Collected data entries

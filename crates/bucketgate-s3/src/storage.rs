//! [`StorageBackend`] implementation over the AWS SDK S3 client.

use std::sync::Arc;

use async_trait::async_trait;
use aws_config::{BehaviorVersion, Region};
use aws_sdk_s3::Client;
use aws_sdk_s3::primitives::ByteStream;
use aws_sdk_s3::types::{BucketLocationConstraint, CreateBucketConfiguration};
use bucketgate_core::{BucketGateConfig, RemoteError, StorageBackend};
use bytes::Bytes;
use tokio::sync::OnceCell;
use tracing::debug;

use crate::error::from_sdk_error;

/// Region in which buckets are created without a location constraint.
const DEFAULT_S3_REGION: &str = "us-east-1";

static SHARED: OnceCell<Arc<S3Storage>> = OnceCell::const_new();

/// Amazon S3 storage backend.
#[derive(Debug, Clone)]
pub struct S3Storage {
    client: Client,
    region: String,
}

impl S3Storage {
    /// Wrap an existing client. `region` decides the bucket location constraint.
    #[must_use]
    pub fn new(client: Client, region: impl Into<String>) -> Self {
        Self {
            client,
            region: region.into(),
        }
    }

    /// Build a client from the ambient AWS configuration, overridden by
    /// the region, endpoint, and addressing style in `config`.
    pub async fn from_config(config: &BucketGateConfig) -> Self {
        let sdk_config = aws_config::defaults(BehaviorVersion::latest())
            .region(Region::new(config.default_region.clone()))
            .load()
            .await;

        let mut builder = aws_sdk_s3::config::Builder::from(&sdk_config)
            .force_path_style(config.s3_force_path_style);
        if let Some(endpoint) = &config.s3_endpoint_url {
            builder = builder.endpoint_url(endpoint);
        }

        debug!(
            region = %config.default_region,
            endpoint = ?config.s3_endpoint_url,
            path_style = config.s3_force_path_style,
            "S3 client configured"
        );
        Self::new(Client::from_conf(builder.build()), &config.default_region)
    }

    /// The process-wide instance, built on first use and reused afterwards.
    ///
    /// Later calls ignore `config`.
    pub async fn shared(config: &BucketGateConfig) -> Arc<Self> {
        SHARED
            .get_or_init(|| async { Arc::new(Self::from_config(config).await) })
            .await
            .clone()
    }

    fn bucket_configuration(&self) -> Option<CreateBucketConfiguration> {
        (self.region != DEFAULT_S3_REGION).then(|| {
            CreateBucketConfiguration::builder()
                .location_constraint(BucketLocationConstraint::from(self.region.as_str()))
                .build()
        })
    }
}

#[async_trait]
impl StorageBackend for S3Storage {
    fn name(&self) -> &'static str {
        "s3"
    }

    async fn create_container(&self, name: &str) -> Result<(), RemoteError> {
        debug!(bucket = %name, region = %self.region, "create_bucket");
        self.client
            .create_bucket()
            .bucket(name)
            .set_create_bucket_configuration(self.bucket_configuration())
            .send()
            .await
            .map_err(|e| from_sdk_error(&e))?;
        Ok(())
    }

    async fn put_object(
        &self,
        bucket: &str,
        key: &str,
        data: Bytes,
        content_type: Option<&str>,
    ) -> Result<(), RemoteError> {
        debug!(bucket = %bucket, key = %key, size = data.len(), "put_object");
        self.client
            .put_object()
            .bucket(bucket)
            .key(key)
            .body(ByteStream::from(data))
            .set_content_type(content_type.map(ToOwned::to_owned))
            .send()
            .await
            .map_err(|e| from_sdk_error(&e))?;
        Ok(())
    }
}
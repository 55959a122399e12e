//! The catalogue of supported storage operations.

use std::fmt;

/// A storage operation exposed by BucketGate.
#[derive(Debug, Clone, Copy, PartialEq, Eq, Hash)]
pub enum StorageOperation {
    /// Create a storage container.
    CreateBucket,
    /// Create a directory marker object inside a container.
    CreateDirectory,
    /// Upload a Base64-encoded file into a container.
    UploadFile,
}

impl StorageOperation {
    /// All supported operations.
    pub const ALL: [Self; 3] = [Self::CreateBucket, Self::CreateDirectory, Self::UploadFile];

    /// Canonical operation name, used in routes and logs.
    #[must_use]
    pub fn as_str(&self) -> &'static str {
        match self {
            Self::CreateBucket => "create-bucket",
            Self::CreateDirectory => "create-directory",
            Self::UploadFile => "upload-file",
        }
    }

    /// Legacy route name kept for existing clients.
    #[must_use]
    pub fn legacy_name(&self) -> &'static str {
        match self {
            Self::CreateBucket => "crear-bucket",
            Self::CreateDirectory => "crear-directorio",
            Self::UploadFile => "subir-archivo",
        }
    }

    /// Resolve an operation from its canonical or legacy name.
    ///
    /// # Examples
    ///
    /// ```
    /// use bucketgate_core::operations::StorageOperation;
    ///
    /// assert_eq!(StorageOperation::from_name("upload-file"), Some(StorageOperation::UploadFile));
    /// assert_eq!(StorageOperation::from_name("subir-archivo"), Some(StorageOperation::UploadFile));
    /// assert_eq!(StorageOperation::from_name("delete-bucket"), None);
    /// ```
    #[must_use]
    pub fn from_name(name: &str) -> Option<Self> {
        Self::ALL
            .into_iter()
            .find(|op| op.as_str() == name || op.legacy_name() == name)
    }

    /// Fields that must be present and non-empty in the request body.
    #[must_use]
    pub fn required_fields(&self) -> &'static [&'static str] {
        match self {
            Self::CreateBucket => &["bucket"],
            Self::CreateDirectory => &["bucket", "directorio"],
            Self::UploadFile => &["bucket", "nombreArchivo", "archivoBase64"],
        }
    }
}

impl fmt::Display for StorageOperation {
    fn fmt(&self, f: &mut fmt::Formatter<'_>) -> fmt::Result {
        f.write_str(self.as_str())
    }
}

◆ WHAT YOU HAVE TO DO
Keep every word the same and copy out all of the entries.

◆ SOLUTION FOR THIS TASK
filename crates/bucketgate-s3/src/storage.rs
//! [`StorageBackend`] implementation over the AWS SDK S3 client.

use std::sync::Arc;

use async_trait::async_trait;
use aws_config::{BehaviorVersion, Region};
use aws_sdk_s3::Client;
use aws_sdk_s3::primitives::ByteStream;
use aws_sdk_s3::types::{BucketLocationConstraint, CreateBucketConfiguration};
use bucketgate_core::{BucketGateConfig, RemoteError, StorageBackend};
use bytes::Bytes;
use tokio::sync::OnceCell;
use tracing::debug;

use crate::error::from_sdk_error;

/// Region in which buckets are created without a location constraint.
const DEFAULT_S3_REGION: &str = "us-east-1";

static SHARED: OnceCell<Arc<S3Storage>> = OnceCell::const_new();

/// Amazon S3 storage backend.
#[derive(Debug, Clone)]
pub struct S3Storage {
    client: Client,
    region: String,
}

impl S3Storage {
    /// Wrap an existing client. `region` decides the bucket location constraint.
    #[must_use]
    pub fn new(client: Client, region: impl Into<String>) -> Self {
        Self {
            client,
            region: region.into(),
        }
    }

    /// Build a client from the ambient AWS configuration, overridden by
    /// the region, endpoint, and addressing style in `config`.
    pub async fn from_config(config: &BucketGateConfig) -> Self {
        let sdk_config = aws_config::defaults(BehaviorVersion::latest())
            .region(Region::new(config.default_region.clone()))
            .load()
            .await;

        let mut builder = aws_sdk_s3::config::Builder::from(&sdk_config)
            .force_path_style(config.s3_force_path_style);
        if let Some(endpoint) = &config.s3_endpoint_url {
            builder = builder.endpoint_url(endpoint);
        }

        debug!(
            region = %config.default_region,
            endpoint = ?config.s3_endpoint_url,
            path_style = config.s3_force_path_style,
            "S3 client configured"
        );
        Self::new(Client::from_conf(builder.build()), &config.default_region)
    }

    /// The process-wide instance, built on first use and reused afterwards.
    ///
    /// Later calls ignore `config`.
    pub async fn shared(config: &BucketGateConfig) -> Arc<Self> {
        SHARED
            .get_or_init(|| async { Arc::new(Self::from_config(config).await) })
            .await
            .clone()
    }

    fn bucket_configuration(&self) -> Option<CreateBucketConfiguration> {
        (self.region != DEFAULT_S3_REGION).then(|| {
            CreateBucketConfiguration::builder()
                .location_constraint(BucketLocationConstraint::from(self.region.as_str()))
                .build()
        })
    }
}

#[async_trait]
impl StorageBackend for S3Storage {
    fn name(&self) -> &'static str {
        "s3"
    }

    async fn create_container(&self, name: &str) -> Result<(), RemoteError> {
        debug!(bucket = %name, region = %self.region, "create_bucket");
        self.client
            .create_bucket()
            .bucket(name)
            .set_create_bucket_configuration(self.bucket_configuration())
            .send()
            .await
            .map_err(|e| from_sdk_error(&e))?;
        Ok(())
    }

    async fn put_object(
        &self,
        bucket: &str,
        key: &str,
        data: Bytes,
        content_type: Option<&str>,
    ) -> Result<(), RemoteError> {
        debug!(bucket = %bucket, key = %key, size = data.len(), "put_object");
        self.client
            .put_object()
            .bucket(bucket)
            .key(key)
            .body(ByteStream::from(data))
            .set_content_type(content_type.map(ToOwned::to_owned))
            .send()
            .await
            .map_err(|e| from_sdk_error(&e))?;
        Ok(())
    }
}
repository 55959a122399e12e
//! The catalogue of supported storage operations.

use std::fmt;

/// A storage operation exposed by BucketGate.
#[derive(Debug, Clone, Copy, PartialEq, Eq, Hash)]
pub enum StorageOperation {
    /// Create a storage container.
    CreateBucket,
    /// Create a directory marker object inside a container.
    CreateDirectory,
    /// Upload a Base64-encoded file into a container.
    UploadFile,
}

impl StorageOperation {
    /// All supported operations.
    pub const ALL: [Self; 3] = [Self::CreateBucket, Self::CreateDirectory, Self::UploadFile];

    /// Canonical operation name, used in routes and logs.
    #[must_use]
    pub fn as_str(&self) -> &'static str {
        match self {
            Self::CreateBucket => "create-bucket",
            Self::CreateDirectory => "create-directory",
            Self::UploadFile => "upload-file",
        }
    }

    /// Legacy route name kept for existing clients.
    #[must_use]
    pub fn legacy_name(&self) -> &'static str {
        match self {
            Self::CreateBucket => "crear-bucket",
            Self::CreateDirectory => "crear-directorio",
            Self::UploadFile => "subir-archivo",
        }
    }

    /// Resolve an operation from its canonical or legacy name.
    ///
    /// # Examples
    ///
    /// ```
    /// use bucketgate_core::operations::StorageOperation;
    ///
    /// assert_eq!(StorageOperation::from_name("upload-file"), Some(StorageOperation::UploadFile));
    /// assert_eq!(StorageOperation::from_name("subir-archivo"), Some(StorageOperation::UploadFile));
    /// assert_eq!(StorageOperation::from_name("delete-bucket"), None);
    /// ```
    #[must_use]
    pub fn from_name(name: &str) -> Option<Self> {
        Self::ALL
            .into_iter()
            .find(|op| op.as_str() == name || op.legacy_name() == name)
    }

    /// Fields that must be present and non-empty in the request body.
    #[must_use]
    pub fn required_fields(&self) -> &'static [&'static str] {
        match self {
            Self::CreateBucket => &["bucket"],
            Self::CreateDirectory => &["bucket", "directorio"],
            Self::UploadFile => &["bucket", "nombreArchivo", "archivoBase64"],
        }
    }
}

impl fmt::Display for StorageOperation {
    fn fmt(&self, f: &mut fmt::Formatter<'_>) -> fmt::Result {
        f.write_str(self.as_str())
    }
}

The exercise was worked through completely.